たとえば、日本の公認会計士の資格を持った方がACCAを受験する場合、最初のステップ(Fundamentals Level : Part 1 – Knowledge Module)であるAB、MA、FAの3科目は試験が免除されまして、いきなり第2ステップのPart 2 – Skills Module(LW、PM、TX、FR、AA、FM)からスタートすることができます。
(※ACCAの試験制度の詳細については、こちらの記事をご参照ください)
他国(=イギリスではない)の国家資格はいえ、会計に関する非常に高度な資格を持っている人物に対しては、初歩レベルの試験をわざわざ受験させる必要が無いという趣旨でしょう。

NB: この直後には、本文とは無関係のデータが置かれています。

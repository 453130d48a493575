//! # Control Bytes
//!
//! Escape sequence prefixes shared by the ESC/POS and ESC/Bematech dialects.
//!
//! ## Escape Sequence Structure
//!
//! Commands follow these patterns:
//! - Single byte: `LF`
//! - Two bytes: `ESC @`, `ESC E`, `ESC w`
//! - Multi-byte with parameters: `ESC a n`, `GS ! n`, `GS v 0 m xL xH yL yH data...`
//!
//! ## Byte Order
//!
//! Multi-byte integers use **little-endian** encoding:
//! - `u16` value 0x1234 is sent as bytes `[0x34, 0x12]`

// ============================================================================
// ESCAPE SEQUENCE CONSTANTS
// ============================================================================

/// ESC (Escape) - Command prefix byte
///
/// Most commands begin with ESC (0x1B). This byte signals the start
/// of a control sequence rather than printable text.
pub const ESC: u8 = 0x1B;

/// GS (Group Separator) - Extended command prefix
///
/// ESC/POS uses GS for character size, cutter and raster graphics.
pub const GS: u8 = 0x1D;

/// LF (Line Feed) - Print and advance one line
pub const LF: u8 = 0x0A;

// ============================================================================
// HELPER FUNCTIONS
// ============================================================================

/// Encode a u16 value as little-endian bytes [low, high]
///
/// ## Example
///
/// ```
/// use thermal_escpos::protocol::commands::u16_le;
///
/// assert_eq!(u16_le(0x1234), [0x34, 0x12]);
/// assert_eq!(u16_le(72), [0x48, 0x00]); // 576 dots = 72 bytes
/// ```
#[inline]
pub const fn u16_le(value: u16) -> [u8; 2] {
    [value as u8, (value >> 8) as u8]
}

/// Split a line count into chunks that fit a one-byte parameter.
///
/// `split_count(600)` yields `255, 255, 90`. Zero yields nothing.
pub fn split_count(mut total: usize) -> impl Iterator<Item = u8> {
    std::iter::from_fn(move || {
        if total == 0 {
            return None;
        }
        let chunk = total.min(u8::MAX as usize);
        total -= chunk;
        Some(chunk as u8)
    })
}

// ============================================================================
// TESTS
// ============================================================================

#[cfg(test)]
mod tests {
    use super::*;

    #[test]
    fn test_u16_le() {
        assert_eq!(u16_le(0x0000), [0x00, 0x00]);
        assert_eq!(u16_le(0x00FF), [0xFF, 0x00]);
        assert_eq!(u16_le(0xFF00), [0x00, 0xFF]);
        assert_eq!(u16_le(0x1234), [0x34, 0x12]);
        assert_eq!(u16_le(576), [0x40, 0x02]);
    }

    #[test]
    fn test_split_count() {
        assert_eq!(split_count(0).collect::<Vec<_>>(), Vec::<u8>::new());
        assert_eq!(split_count(3).collect::<Vec<_>>(), vec![3]);
        assert_eq!(split_count(600).collect::<Vec<_>>(), vec![255, 255, 90]);
    }
}
//! # Error Types
//!
//! This module defines error types used throughout the thermal-escpos library.

use thiserror::Error;

/// Main error type for conversion operations
#[derive(Debug, Error)]
pub enum ThermalError {
    /// Image decoding or rasterization failed (fatal for the conversion)
    #[error("Image error: {0}")]
    Image(String),

    /// Invalid command or parameter
    #[error("Invalid command: {0}")]
    InvalidCommand(String),

    /// Malformed print-node tree or options JSON
    #[error("JSON error: {0}")]
    Json(#[from] serde_json::Error),

    /// I/O error wrapper
    #[error("I/O error: {0}")]
    Io(#[from] std::io::Error),
}
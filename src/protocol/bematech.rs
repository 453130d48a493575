//! # ESC/Bematech Dialect
//!
//! Native command set of Bematech receipt printers (MP-4200 TH and
//! relatives) when running in ESC/Bematech mode.
//!
//! | Operation | Command | Hex |
//! |-----------|---------|-----|
//! | Initialize | ESC @ | 1B 40 |
//! | Alignment | ESC a n | 1B 61 n |
//! | Expanded width | ESC W n | 1B 57 n |
//! | Double height | ESC d n | 1B 64 n |
//! | Bold on / off | ESC E / ESC F | 1B 45 / 1B 46 |
//! | Line feed | LF | 0A |
//! | Full cut | ESC w | 1B 77 |
//! | Partial cut | ESC m | 1B 6D |
//!
//! Note that `ESC d` toggles double height here, where ESC/POS uses the same
//! bytes to feed paper. Characters are at most 2×2; raster images and
//! code-page switching are not available in this mode.

use super::adapter::{Alignment, Capability, CharacterSize, CommandAdapter};
use super::commands::{ESC, LF};

/// # Expanded Width Mode (ESC W n)
#[inline]
pub fn expanded_width(enabled: bool) -> Vec<u8> {
    vec![ESC, b'W', u8::from(enabled)]
}

/// # Double Height Mode (ESC d n)
#[inline]
pub fn double_height(enabled: bool) -> Vec<u8> {
    vec![ESC, b'd', u8::from(enabled)]
}

/// # Emphasized Mode (ESC E / ESC F)
#[inline]
pub fn bold(enabled: bool) -> Vec<u8> {
    if enabled {
        vec![ESC, b'E']
    } else {
        vec![ESC, b'F']
    }
}

/// Bematech adapter.
#[derive(Debug, Clone, Copy, Default)]
pub struct EscBematechAdapter;

impl CommandAdapter for EscBematechAdapter {
    fn name(&self) -> &str {
        "escbematech"
    }

    fn initialize(&self) -> Vec<u8> {
        vec![ESC, b'@']
    }

    fn set_align(&self, align: Alignment) -> Vec<u8> {
        vec![ESC, b'a', align as u8]
    }

    /// Any multiplier above 1 selects the 2× mode for that axis.
    fn set_character_size(&self, size: CharacterSize) -> Vec<u8> {
        let mut out = expanded_width(size.width > 1);
        out.extend(double_height(size.height > 1));
        out
    }

    fn set_bold(&self, enabled: bool) -> Vec<u8> {
        bold(enabled)
    }

    fn feed(&self, lines: usize) -> Vec<u8> {
        vec![LF; lines]
    }

    fn cut_full(&self, feed_lines: usize) -> Vec<u8> {
        let mut out = self.feed(feed_lines);
        out.extend([ESC, b'w']);
        out
    }

    fn cut_partial(&self, feed_lines: usize) -> Vec<u8> {
        let mut out = self.feed(feed_lines);
        out.extend([ESC, b'm']);
        out
    }
}

#[cfg(test)]
mod tests {
    use super::*;
    use crate::protocol::codepage::CodePage;
    use crate::render::Raster;

    #[test]
    fn test_character_size() {
        let adapter = EscBematechAdapter;
        assert_eq!(
            adapter.set_character_size(CharacterSize::new(2, 1)),
            vec![0x1B, 0x57, 0x01, 0x1B, 0x64, 0x00]
        );
        assert_eq!(
            adapter.set_character_size(CharacterSize::new(4, 3)),
            vec![0x1B, 0x57, 0x01, 0x1B, 0x64, 0x01]
        );
        assert_eq!(
            adapter.set_character_size(CharacterSize::NORMAL),
            vec![0x1B, 0x57, 0x00, 0x1B, 0x64, 0x00]
        );
    }

    #[test]
    fn test_bold() {
        assert_eq!(bold(true), vec![0x1B, 0x45]);
        assert_eq!(bold(false), vec![0x1B, 0x46]);
    }

    #[test]
    fn test_feed_and_cut() {
        let adapter = EscBematechAdapter;
        assert_eq!(adapter.feed(2), vec![0x0A, 0x0A]);
        assert!(adapter.feed(0).is_empty());
        assert_eq!(adapter.cut_full(3), vec![0x0A, 0x0A, 0x0A, 0x1B, 0x77]);
        assert_eq!(adapter.cut_partial(1), vec![0x0A, 0x1B, 0x6D]);
    }

    #[test]
    fn test_unsupported_capabilities_are_empty() {
        let adapter = EscBematechAdapter;
        assert!(!adapter.supports(Capability::ImagePrinting));
        assert!(!adapter.supports(Capability::CodePageSelection));
        assert!(adapter.print_image(&Raster::blank(16, 4)).is_empty());
        assert!(adapter.select_code_page(CodePage::Cp860).is_empty());
    }
}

このように、保有資格や学歴等、受験生のバックグラウンド次第で一部の科目の試験を免除するという制度が、ACCAには用意されております。
ACCAにおける試験科目は、初級レベルから上級レベルに至るまで、様々な難易度のものが存在しています。
一方、ACCAは、世界中から多種多様なバックグラウンドを持った人たちが受験します。
そのため、各受験生が既に保有している学歴や資格に応じて、きめ細やかに試験科目の免除をしていこうというわけですね。
このような、受験生の受け入れに対する柔軟な姿勢も、ACCAが世界の国々で“会計士”として認められている理由の一つだと思います。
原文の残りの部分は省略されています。